Exercise brief:
A stretch of the entries below is to be set down exactly, running from the line with "AST builders and" through the line with "the red zone.", both included, and no other line.

Stored items
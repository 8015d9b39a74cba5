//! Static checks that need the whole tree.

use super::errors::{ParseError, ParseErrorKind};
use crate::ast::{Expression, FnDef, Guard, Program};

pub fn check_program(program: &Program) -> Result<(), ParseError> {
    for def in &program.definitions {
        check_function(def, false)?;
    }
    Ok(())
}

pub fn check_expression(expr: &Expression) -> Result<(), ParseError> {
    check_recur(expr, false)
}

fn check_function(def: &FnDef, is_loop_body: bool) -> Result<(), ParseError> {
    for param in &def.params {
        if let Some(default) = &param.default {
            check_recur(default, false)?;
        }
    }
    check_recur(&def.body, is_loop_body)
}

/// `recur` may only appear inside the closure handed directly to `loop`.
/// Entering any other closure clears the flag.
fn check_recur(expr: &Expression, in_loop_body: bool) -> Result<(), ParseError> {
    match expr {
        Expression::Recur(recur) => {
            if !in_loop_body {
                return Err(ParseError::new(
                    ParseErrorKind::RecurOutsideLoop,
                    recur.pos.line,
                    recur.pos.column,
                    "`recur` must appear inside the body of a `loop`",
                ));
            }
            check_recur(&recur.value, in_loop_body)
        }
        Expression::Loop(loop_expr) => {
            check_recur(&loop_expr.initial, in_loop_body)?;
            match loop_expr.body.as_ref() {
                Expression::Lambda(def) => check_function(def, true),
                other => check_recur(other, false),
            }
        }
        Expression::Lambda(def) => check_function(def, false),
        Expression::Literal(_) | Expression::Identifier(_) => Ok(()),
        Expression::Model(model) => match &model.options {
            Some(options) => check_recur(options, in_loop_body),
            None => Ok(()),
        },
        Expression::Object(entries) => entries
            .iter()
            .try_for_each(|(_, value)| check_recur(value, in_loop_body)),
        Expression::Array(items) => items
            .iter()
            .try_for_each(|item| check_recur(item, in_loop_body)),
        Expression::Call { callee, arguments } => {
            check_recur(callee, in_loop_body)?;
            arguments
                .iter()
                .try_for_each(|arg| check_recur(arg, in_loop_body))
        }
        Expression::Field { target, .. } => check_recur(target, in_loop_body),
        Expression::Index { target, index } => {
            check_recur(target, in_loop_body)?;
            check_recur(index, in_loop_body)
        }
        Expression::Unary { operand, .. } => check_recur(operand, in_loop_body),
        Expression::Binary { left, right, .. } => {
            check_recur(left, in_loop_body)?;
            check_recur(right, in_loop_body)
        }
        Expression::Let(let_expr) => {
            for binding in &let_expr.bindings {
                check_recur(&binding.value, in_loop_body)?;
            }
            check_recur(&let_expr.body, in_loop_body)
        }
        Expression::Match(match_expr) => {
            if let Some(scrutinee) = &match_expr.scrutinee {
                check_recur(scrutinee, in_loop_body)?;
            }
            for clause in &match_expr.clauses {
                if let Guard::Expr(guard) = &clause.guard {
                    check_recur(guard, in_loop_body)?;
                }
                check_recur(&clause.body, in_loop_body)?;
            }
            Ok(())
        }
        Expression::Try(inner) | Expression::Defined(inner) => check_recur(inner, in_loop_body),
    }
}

--

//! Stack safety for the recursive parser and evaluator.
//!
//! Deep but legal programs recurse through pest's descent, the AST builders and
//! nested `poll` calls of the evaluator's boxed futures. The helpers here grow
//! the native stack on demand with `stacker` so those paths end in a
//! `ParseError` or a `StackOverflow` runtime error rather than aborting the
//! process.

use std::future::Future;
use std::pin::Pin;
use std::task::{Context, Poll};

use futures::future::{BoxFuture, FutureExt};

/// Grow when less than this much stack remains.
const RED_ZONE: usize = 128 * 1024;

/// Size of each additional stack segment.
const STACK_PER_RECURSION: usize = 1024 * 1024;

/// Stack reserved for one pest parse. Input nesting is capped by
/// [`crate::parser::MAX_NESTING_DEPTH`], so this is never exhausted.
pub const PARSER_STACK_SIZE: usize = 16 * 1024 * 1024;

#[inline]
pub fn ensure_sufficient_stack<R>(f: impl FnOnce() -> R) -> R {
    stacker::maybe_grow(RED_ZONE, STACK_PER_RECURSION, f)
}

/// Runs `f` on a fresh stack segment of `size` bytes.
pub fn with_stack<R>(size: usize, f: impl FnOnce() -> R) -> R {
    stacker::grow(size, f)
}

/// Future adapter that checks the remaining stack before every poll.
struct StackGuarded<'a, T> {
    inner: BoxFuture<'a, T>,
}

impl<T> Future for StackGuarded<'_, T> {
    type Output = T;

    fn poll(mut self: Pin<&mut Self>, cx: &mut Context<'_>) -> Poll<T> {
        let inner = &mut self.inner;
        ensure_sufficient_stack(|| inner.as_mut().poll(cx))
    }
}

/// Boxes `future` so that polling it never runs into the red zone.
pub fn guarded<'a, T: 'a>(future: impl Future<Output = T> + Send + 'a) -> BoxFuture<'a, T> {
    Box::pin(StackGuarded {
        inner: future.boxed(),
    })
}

Answer area:
//! Deep but legal programs recurse through pest's descent, the AST builders and
//! nested `poll` calls of the evaluator's boxed futures. The helpers here grow
//! the native stack on demand with `stacker` so those paths end in a
//! `ParseError` or a `StackOverflow` runtime error rather than aborting the
//! process.

use std::future::Future;
use std::pin::Pin;
use std::task::{Context, Poll};

use futures::future::{BoxFuture, FutureExt};

/// Grow when less than this much stack remains.
const RED_ZONE: usize = 128 * 1024;

/// Size of each additional stack segment.
const STACK_PER_RECURSION: usize = 1024 * 1024;

/// Stack reserved for one pest parse. Input nesting is capped by
/// [`crate::parser::MAX_NESTING_DEPTH`], so this is never exhausted.
pub const PARSER_STACK_SIZE: usize = 16 * 1024 * 1024;

#[inline]
pub fn ensure_sufficient_stack<R>(f: impl FnOnce() -> R) -> R {
    stacker::maybe_grow(RED_ZONE, STACK_PER_RECURSION, f)
}

/// Runs `f` on a fresh stack segment of `size` bytes.
pub fn with_stack<R>(size: usize, f: impl FnOnce() -> R) -> R {
    stacker::grow(size, f)
}

/// Future adapter that checks the remaining stack before every poll.
struct StackGuarded<'a, T> {
    inner: BoxFuture<'a, T>,
}

impl<T> Future for StackGuarded<'_, T> {
    type Output = T;

    fn poll(mut self: Pin<&mut Self>, cx: &mut Context<'_>) -> Poll<T> {
        let inner = &mut self.inner;
        ensure_sufficient_stack(|| inner.as_mut().poll(cx))
    }
}

/// Boxes `future` so that polling it never runs into the red zone.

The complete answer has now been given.